------ Task data ------
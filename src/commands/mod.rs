pub mod handle;
pub mod validate;

use anyhow::{Context as _, Result};
use lifecycle::Event;
use std::fs;
use std::io::{self, Read};

/// Read an event from a file, or from stdin when `source` is `-`.
pub fn read_event(source: &str) -> Result<Event> {
    let payload = if source == "-" {
        let mut buf = String::new();
        io::stdin()
            .read_to_string(&mut buf)
            .context("Could not read event from stdin")?;
        buf
    } else {
        fs::read_to_string(source).with_context(|| format!("Could not read {source}"))?
    };
    parse_event(&payload)
}

fn parse_event(payload: &str) -> Result<Event> {
    Event::from_json(payload).context("Could not parse event")
}
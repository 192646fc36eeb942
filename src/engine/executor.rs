//! Execution of a single lifecycle request

use lifecycle::{Change, Event, NEVER_CREATED, Outcome, RequestType, Response, State, report};

use super::Provider;
use crate::connection::{self, Connection};
use crate::error::{ProviderError, Result};
use crate::properties::KindProperties;
use crate::resource::{Preflight, Reconciler, RequestContext};

/// Run one request through `reconciler` and package the result.
///
/// The connection, when one is opened, is committed if the operation
/// succeeded and rolled back otherwise, then closed. A failing commit
/// turns the outcome into a failure.
pub fn run<R: Reconciler>(reconciler: &R, event: &Event, provider: &Provider<'_>) -> Response {
    let request = event.request_type;
    let kind = reconciler.kind();

    let state = State::initial(request).begin(request);
    log::info!("{request} {kind} {} ({state})", event.logical_resource_id);

    let outcome = execute(reconciler, event, provider).unwrap_or_else(|err| {
        log::error!("{request} {kind} {} failed: {err}", event.logical_resource_id);
        if let ProviderError::Mutation(cause) = &err {
            log::debug!("{}", cause.category().description());
        }
        Outcome::failed(err.reason())
    });

    let state = state.complete(outcome.is_success());
    if let Outcome::Success { change, .. } = &outcome {
        if change.is_mutation() {
            log::info!("{kind} {} is {state} ({change:?})", event.logical_resource_id);
        } else {
            log::debug!("{kind} {} is {state}, server untouched", event.logical_resource_id);
        }
    }
    report(event, outcome)
}

fn execute<R: Reconciler>(reconciler: &R, event: &Event, provider: &Provider<'_>) -> Result<Outcome> {
    let request = event.request_type;

    if request == RequestType::Delete && event.physical_resource_id.as_deref() == Some(NEVER_CREATED) {
        log::info!("{} was never created", event.logical_resource_id);
        return Ok(Outcome::success("", Change::Retained));
    }

    let props = R::Properties::parse(&event.resource_properties)?;
    if let Some(previous) = &event.old_resource_properties {
        R::Properties::check_previous(previous)?;
    }
    let ctx = RequestContext::new(event, provider.secrets);

    if let Preflight::Finish(outcome) = reconciler.preflight(&ctx, &props)? {
        return Ok(outcome);
    }

    let params = connection::resolve(props.server(), provider.secrets)?;
    let mut conn = Connection::open(provider.backend, params, reconciler.autocommit())?;

    let result = match request {
        RequestType::Create => reconciler.create(&ctx, &props, &mut conn),
        RequestType::Update => reconciler.update(&ctx, &props, &mut conn),
        RequestType::Delete => reconciler.delete(&ctx, &props, &mut conn),
    };

    let released = conn.release(result.is_ok());
    let outcome = result?;
    released?;
    Ok(outcome)
}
------
> [What you should do]: Line by line, please copy the listing exactly.

> [Response to this exercise]:
filename src/commands/mod.rs
pub mod handle;
pub mod validate;

use anyhow::{Context as _, Result};
use lifecycle::Event;
use std::fs;
use std::io::{self, Read};

/// Read an event from a file, or from stdin when `source` is `-`.
pub fn read_event(source: &str) -> Result<Event> {
    let payload = if source == "-" {
        let mut buf = String::new();
        io::stdin()
            .read_to_string(&mut buf)
            .context("Could not read event from stdin")?;
        buf
    } else {
        fs::read_to_string(source).with_context(|| format!("Could not read {source}"))?
    };
    parse_event(&payload)
}

fn parse_event(payload: &str) -> Result<Event> {
    Event::from_json(payload).context("Could not parse event")
}
repository 192646fc36eeb942
filename src/engine/executor.rs
//! Execution of a single lifecycle request

use lifecycle::{Change, Event, NEVER_CREATED, Outcome, RequestType, Response, State, report};

use super::Provider;
use crate::connection::{self, Connection};
use crate::error::{ProviderError, Result};
use crate::properties::KindProperties;
use crate::resource::{Preflight, Reconciler, RequestContext};

/// Run one request through `reconciler` and package the result.
///
/// The connection, when one is opened, is committed if the operation
/// succeeded and rolled back otherwise, then closed. A failing commit
/// turns the outcome into a failure.
pub fn run<R: Reconciler>(reconciler: &R, event: &Event, provider: &Provider<'_>) -> Response {
    let request = event.request_type;
    let kind = reconciler.kind();

    let state = State::initial(request).begin(request);
    log::info!("{request} {kind} {} ({state})", event.logical_resource_id);

    let outcome = execute(reconciler, event, provider).unwrap_or_else(|err| {
        log::error!("{request} {kind} {} failed: {err}", event.logical_resource_id);
        if let ProviderError::Mutation(cause) = &err {
            log::debug!("{}", cause.category().description());
        }
        Outcome::failed(err.reason())
    });

    let state = state.complete(outcome.is_success());
    if let Outcome::Success { change, .. } = &outcome {
        if change.is_mutation() {
            log::info!("{kind} {} is {state} ({change:?})", event.logical_resource_id);
        } else {
            log::debug!("{kind} {} is {state}, server untouched", event.logical_resource_id);
        }
    }
    report(event, outcome)
}

fn execute<R: Reconciler>(reconciler: &R, event: &Event, provider: &Provider<'_>) -> Result<Outcome> {
    let request = event.request_type;

    if request == RequestType::Delete && event.physical_resource_id.as_deref() == Some(NEVER_CREATED) {
        log::info!("{} was never created", event.logical_resource_id);
        return Ok(Outcome::success("", Change::Retained));
    }

    let props = R::Properties::parse(&event.resource_properties)?;
    if let Some(previous) = &event.old_resource_properties {
        R::Properties::check_previous(previous)?;
    }
    let ctx = RequestContext::new(event, provider.secrets);

    if let Preflight::Finish(outcome) = reconciler.preflight(&ctx, &props)? {
        return Ok(outcome);
    }

    let params = connection::resolve(props.server(), provider.secrets)?;
    let mut conn = Connection::open(provider.backend, params, reconciler.autocommit())?;

    let result = match request {
        RequestType::Create => reconciler.create(&ctx, &props, &mut conn),
        RequestType::Update => reconciler.update(&ctx, &props, &mut conn),
        RequestType::Delete => reconciler.delete(&ctx, &props, &mut conn),
    };

    let released = conn.release(result.is_ok());
    let outcome = result?;
    released?;
    Ok(outcome)
}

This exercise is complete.